Pemphigus vulgaris (PV) is an autoimmune mucocutaneous disease presenting clinically with blisters or erosions of the skin and mucous membrane. The main histopathologic characteristic of this disease is suprabasal vesicles due to loss of cell–cell adhesion between keratinocytes named acantholysis. Studies have shown that apoptosis is increased in PV. The purpose of this study is to investigate the role of apoptosis in blister formation in PV.

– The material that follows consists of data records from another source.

//! The named fields of a CPE name

use std::fmt;
use std::str::FromStr;

use serde::{Deserialize, Serialize};

use crate::error::Error;

/// One of the eleven attributes a CPE name can carry.
///
/// The first seven exist in every version of the specification; the last
/// four (`sw_edition`, `target_sw`, `target_hw`, `other`) were introduced
/// in version 2.3.
#[derive(Debug, Clone, Copy, PartialEq, Eq, PartialOrd, Ord, Hash, Serialize, Deserialize)]
#[serde(rename_all = "snake_case")]
pub enum Attribute {
    /// System class: application, operating system, or hardware
    Part,
    Vendor,
    Product,
    Version,
    /// Update or service pack information
    Update,
    Edition,
    /// Language tag (language subtag plus optional region)
    Language,
    SwEdition,
    TargetSw,
    TargetHw,
    Other,
}

impl Attribute {
    /// All eleven attributes in canonical serialization order
    pub const ALL: [Attribute; 11] = [
        Attribute::Part,
        Attribute::Vendor,
        Attribute::Product,
        Attribute::Version,
        Attribute::Update,
        Attribute::Edition,
        Attribute::Language,
        Attribute::SwEdition,
        Attribute::TargetSw,
        Attribute::TargetHw,
        Attribute::Other,
    ];

    /// The seven attributes shared by every specification version, in the
    /// order the URI binding serializes them
    pub const CORE: [Attribute; 7] = [
        Attribute::Part,
        Attribute::Vendor,
        Attribute::Product,
        Attribute::Version,
        Attribute::Update,
        Attribute::Edition,
        Attribute::Language,
    ];

    /// Position of this attribute in the canonical order
    pub fn index(&self) -> usize {
        *self as usize
    }

    /// True for the four attributes introduced in version 2.3
    pub fn is_extended(&self) -> bool {
        matches!(
            self,
            Attribute::SwEdition | Attribute::TargetSw | Attribute::TargetHw | Attribute::Other
        )
    }

    pub fn as_str(&self) -> &'static str {
        match self {
            Attribute::Part => "part",
            Attribute::Vendor => "vendor",
            Attribute::Product => "product",
            Attribute::Version => "version",
            Attribute::Update => "update",
            Attribute::Edition => "edition",
            Attribute::Language => "language",
            Attribute::SwEdition => "sw_edition",
            Attribute::TargetSw => "target_sw",
            Attribute::TargetHw => "target_hw",
            Attribute::Other => "other",
        }
    }
}

impl fmt::Display for Attribute {
    fn fmt(&self, f: &mut fmt::Formatter<'_>) -> fmt::Result {
        write!(f, "{}", self.as_str())
    }
}

impl FromStr for Attribute {
    type Err = Error;

    fn from_str(s: &str) -> Result<Self, Self::Err> {
        match s {
            "part" => Ok(Attribute::Part),
            "vendor" => Ok(Attribute::Vendor),
            "product" => Ok(Attribute::Product),
            "version" => Ok(Attribute::Version),
            "update" => Ok(Attribute::Update),
            "edition" => Ok(Attribute::Edition),
            "language" => Ok(Attribute::Language),
            "sw_edition" => Ok(Attribute::SwEdition),
            "target_sw" => Ok(Attribute::TargetSw),
            "target_hw" => Ok(Attribute::TargetHw),
            "other" => Ok(Attribute::Other),
            _ => Err(Error::InvalidAttribute(s.to_string())),
        }
    }
}

#[cfg(test)]
mod tests {
    use super::*;

    #[test]
    fn test_canonical_order() {
        assert_eq!(Attribute::Part.index(), 0);
        assert_eq!(Attribute::Other.index(), 10);
        assert_eq!(Attribute::ALL[4], Attribute::Update);
        assert_eq!(Attribute::CORE.len(), 7);
    }

    #[test]
    fn test_round_trip_names() {
        for att in Attribute::ALL {
            assert_eq!(att.as_str().parse::<Attribute>().unwrap(), att);
        }
    }

    #[test]
    fn test_unknown_attribute() {
        let err = "invented".parse::<Attribute>().unwrap_err();
        assert_eq!(err.code(), "INVALID_ATTRIBUTE");
    }

    #[test]
    fn test_extended_attributes() {
        assert!(Attribute::SwEdition.is_extended());
        assert!(!Attribute::Edition.is_extended());
    }
}
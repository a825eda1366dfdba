//! NVD JSON configurations parser
//!
//! Reads the `{"configurations": {"nodes": [...]}}` shape: each node
//! carries an operator, an optional negate flag, and either nested
//! children or a `cpe_match` array of bound 2.3 names. Every top-level
//! node becomes one platform, so the document-level any-platform rule
//! gives the usual OR across nodes.

use serde::Deserialize;
use tracing::debug;

use cpekit_core::{Error, Result};
use cpekit_naming::Name;

use crate::expr::{Operand, Operator, Platform, PlatformSpec};

#[derive(Debug, Deserialize)]
struct Document {
    configurations: Configurations,
}

#[derive(Debug, Deserialize)]
struct Configurations {
    #[serde(default)]
    nodes: Vec<Node>,
}

#[derive(Debug, Deserialize)]
struct Node {
    operator: Option<String>,
    #[serde(default)]
    negate: bool,
    #[serde(default)]
    children: Vec<Node>,
    #[serde(default, rename = "cpe_match")]
    cpe_match: Vec<CpeMatch>,
}

#[derive(Debug, Deserialize)]
struct CpeMatch {
    #[serde(rename = "cpe23Uri")]
    cpe23_uri: String,
    #[serde(default)]
    vulnerable: bool,
}

fn expression_error(location: &str, reason: impl Into<String>) -> Error {
    Error::InvalidExpression {
        location: location.to_string(),
        reason: reason.into(),
    }
}

fn build_node(node: Node, location: &str) -> Result<Operand> {
    let operator_text = node
        .operator
        .ok_or_else(|| expression_error(location, "missing operator"))?;
    let operator = Operator::parse(&operator_text, location)?;

    let mut children = Vec::with_capacity(node.children.len() + node.cpe_match.len());
    for (idx, child) in node.children.into_iter().enumerate() {
        children.push(build_node(child, &format!("{location}.children[{idx}]"))?);
    }
    for (idx, entry) in node.cpe_match.into_iter().enumerate() {
        debug!(
            cpe = %entry.cpe23_uri,
            vulnerable = entry.vulnerable,
            "fact reference from cpe_match"
        );
        let name = Name::parse(&entry.cpe23_uri).map_err(|e| {
            expression_error(&format!("{location}.cpe_match[{idx}]"), e.to_string())
        })?;
        children.push(Operand::FactRef(name));
    }

    if children.is_empty() {
        return Err(expression_error(location, "node without operands"));
    }

    Ok(Operand::Test {
        operator,
        negate: node.negate,
        children,
    })
}

/// Parse an NVD JSON document into its platforms
pub fn parse(json: &str) -> Result<PlatformSpec> {
    let document: Document = serde_json::from_str(json)?;

    let mut platforms = Vec::with_capacity(document.configurations.nodes.len());
    for (idx, node) in document.configurations.nodes.into_iter().enumerate() {
        let location = format!("nodes[{idx}]");
        platforms.push(Platform {
            id: Some(location.clone()),
            title: None,
            test: build_node(node, &location)?,
        });
    }

    Ok(PlatformSpec { platforms })
}

#[cfg(test)]
mod tests {
    use super::*;
    use cpekit_naming::NameSet;

    fn known(names: &[&str]) -> NameSet {
        names.iter().map(|n| Name::parse(n).unwrap()).collect()
    }

    #[test]
    fn test_parse_flat_node() {
        let document = r#"{
            "configurations": {
                "nodes": [
                    {
                        "operator": "OR",
                        "cpe_match": [
                            {"cpe23Uri": "cpe:2.3:a:bea:weblogic:8.*:*:*:*:*:*:*:*", "vulnerable": true}
                        ]
                    }
                ]
            }
        }"#;
        let spec = parse(document).unwrap();
        assert_eq!(spec.platforms.len(), 1);

        let k = known(&["cpe:2.3:a:bea:weblogic:8.1:*:*:*:*:*:*:*"]);
        assert!(spec.matches(&k));
        assert!(!spec.matches(&known(&["cpe:2.3:a:bea:weblogic:9.0:*:*:*:*:*:*:*"])));
    }

    #[test]
    fn test_parse_nested_nodes() {
        let document = r#"{
            "configurations": {
                "nodes": [
                    {
                        "operator": "AND",
                        "children": [
                            {
                                "operator": "OR",
                                "cpe_match": [
                                    {"cpe23Uri": "cpe:2.3:o:sun:solaris:5.8:*:*:*:*:*:*:*", "vulnerable": false},
                                    {"cpe23Uri": "cpe:2.3:o:sun:solaris:5.9:*:*:*:*:*:*:*", "vulnerable": false}
                                ]
                            },
                            {
                                "operator": "OR",
                                "cpe_match": [
                                    {"cpe23Uri": "cpe:2.3:a:bea:weblogic:8.1:*:*:*:*:*:*:*", "vulnerable": true}
                                ]
                            }
                        ]
                    }
                ]
            }
        }"#;
        let spec = parse(document).unwrap();

        let k = known(&[
            "cpe:2.3:o:sun:solaris:5.9:*:*:*:*:*:*:*",
            "cpe:2.3:a:bea:weblogic:8.1:*:*:*:*:*:*:*",
        ]);
        assert!(spec.matches(&k));
        assert!(!spec.matches(&known(&["cpe:2.3:o:sun:solaris:5.9:*:*:*:*:*:*:*"])));
    }

    #[test]
    fn test_negate_flag() {
        let document = r#"{
            "configurations": {
                "nodes": [
                    {
                        "operator": "OR",
                        "negate": true,
                        "cpe_match": [
                            {"cpe23Uri": "cpe:2.3:o:microsoft:windows_xp:*:*:*:*:*:*:*:*", "vulnerable": true}
                        ]
                    }
                ]
            }
        }"#;
        let spec = parse(document).unwrap();
        assert!(spec.matches(&known(&["cpe:2.3:o:sun:solaris:5.9:*:*:*:*:*:*:*"])));
        assert!(!spec.matches(&known(&["cpe:2.3:o:microsoft:windows_xp:*:*:*:*:*:*:*:*"])));
    }

    #[test]
    fn test_top_level_nodes_are_alternatives() {
        let document = r#"{
            "configurations": {
                "nodes": [
                    {"operator": "OR", "cpe_match": [{"cpe23Uri": "cpe:2.3:o:microsoft:windows_xp:*:*:*:*:*:*:*:*"}]},
                    {"operator": "OR", "cpe_match": [{"cpe23Uri": "cpe:2.3:o:sun:solaris:5.9:*:*:*:*:*:*:*"}]}
                ]
            }
        }"#;
        let spec = parse(document).unwrap();
        assert_eq!(spec.platforms.len(), 2);
        assert!(spec.matches(&known(&["cpe:2.3:o:sun:solaris:5.9:*:*:*:*:*:*:*"])));
    }

    #[test]
    fn test_unknown_operator_is_rejected() {
        let document = r#"{"configurations": {"nodes": [{"operator": "XOR", "cpe_match": [{"cpe23Uri": "cpe:2.3:a:x:y:*:*:*:*:*:*:*:*"}]}]}}"#;
        let err = parse(document).unwrap_err();
        assert_eq!(err.code(), "INVALID_EXPRESSION");
    }

    #[test]
    fn test_missing_operator_is_rejected() {
        let document = r#"{"configurations": {"nodes": [{"cpe_match": [{"cpe23Uri": "cpe:2.3:a:x:y:*:*:*:*:*:*:*:*"}]}]}}"#;
        assert!(parse(document).is_err());
    }

    #[test]
    fn test_empty_node_is_rejected() {
        let document = r#"{"configurations": {"nodes": [{"operator": "AND"}]}}"#;
        assert!(parse(document).is_err());
    }

    #[test]
    fn test_malformed_fact_ref_is_rejected() {
        let document = r#"{"configurations": {"nodes": [{"operator": "OR", "cpe_match": [{"cpe23Uri": "not a name"}]}]}}"#;
        let err = parse(document).unwrap_err();
        assert_eq!(err.code(), "INVALID_EXPRESSION");
    }

    #[test]
    fn test_invalid_json_surfaces_as_json_error() {
        let err = parse("{not json").unwrap_err();
        assert_eq!(err.code(), "JSON_ERROR");
    }
}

This cross-sectional study was conducted on 25 specimens of oral PV. The presence of apoptosis was evaluated using the TUNEL technique in the normal perilesional region, vesicle area, and acantholytic cells. Also, the expression of Bax pro-apoptotic marker was assessed by the biotin–streptavidin immunohistochemical method. SPSS software was used for Wilcoxon test analysis. P values <0.05 were considered significant.
The percentage and intensity staining of TUNEL-positive cells were noteworthy. There were statistically significant differences between basal and parabasal) P = 0.05 (, tombstone with vesicle roof (P = 0.038) and basal with tombstone (P = 0.038). However, the expression and staining intensity of pro-apoptotic marker Bax were weak, and no statistically significant differences were observed between the various areas.
The results obtained in the present study suggest that the process of apoptosis occurs early in PV because it was observed in the perilesional normal appearing tissue. Also, the process of apoptosis may cause exacerbation or speeding of the bulla formation. In other words, inhibition of apoptosis in the patients could reduce the severity of the lesions.